Personal information
- Born: 8 October 1976 Lahore, Punjab, Pakistan
- Died: 11 April 2022 (aged 45) Lahore, Punjab, Pakistan
- Batting: Left-handed
- Bowling: Slow left-arm orthodox

International information
- National side: Pakistan (1996–1998);
- Test debut (cap 141): 24 October 1996 v Zimbabwe
- Last Test: 1 October 1998 v Australia
- ODI debut (cap 118): 9 May 1997 v New Zealand
- Last ODI: 17 April 1998 v South Africa

Career statistics
| Competition | Tests | ODIs |
| Matches | 2 | 14 |
| Runs scored | 18 | 154 |
| Batting average | 6.00 | 30.80 |
| 100s/50s | -/- | -/- |
| Top score | 17 | 31* |
| Balls bowled | 180 | 672 |
| Wickets | 3 | 13 |
| Bowling average | 29.00 | 42.07 |
| 5 wickets in innings | - | - |
| 10 wickets in match | - | n/a |
| Best bowling | 2/66 | 4/33 |
| Catches/stumpings | 1/- | 5/- |
- Source: ESPNCricinfo, 4 February 2017

= Mohammad Hussain (cricketer) =

Pakistani cricketer (1976–2022)

Mohammad Hussain (8 October 1976 – 11 April 2022) was a Pakistani cricketer who played in 2 Tests and 14 ODIs between 1996 and 1998. A left-handed batsman and slow left-arm orthodox spin bowler, he played first-class cricket for a number of teams in Pakistan between 1994 and 2009.
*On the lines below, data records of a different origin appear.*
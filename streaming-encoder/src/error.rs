//! Local error taxonomy for the encoder (§4.11): transcode-task failures,
//! loopback sink routing failures, and CDN-push protocol errors. Control
//! connection and reconnect failures are handled inline with `anyhow`, same
//! as the coordinator and ingest control clients.

use thiserror::Error;

#[derive(Debug, Error)]
pub enum TaskError {
    #[error("probe of source timed out or failed")]
    ProbeFailed,
    #[error("failed to spawn transcoder subprocess: {0}")]
    SpawnFailed(#[from] std::io::Error),
    #[error("storage write failed: {0}")]
    Storage(#[from] streaming_storage::StorageError),
    #[error("playlist parse error: {0}")]
    Playlist(#[from] streaming_hls::PlaylistError),
}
He was involved in the "Toronto incident" with Inzamam-ul-Haq in September 1997, as the 12th man who provided a cricket bat to Inzamam before he attacked a member of the crowd.

At the time of his death, he had been suffering from a kidney-related illness and was on dialysis.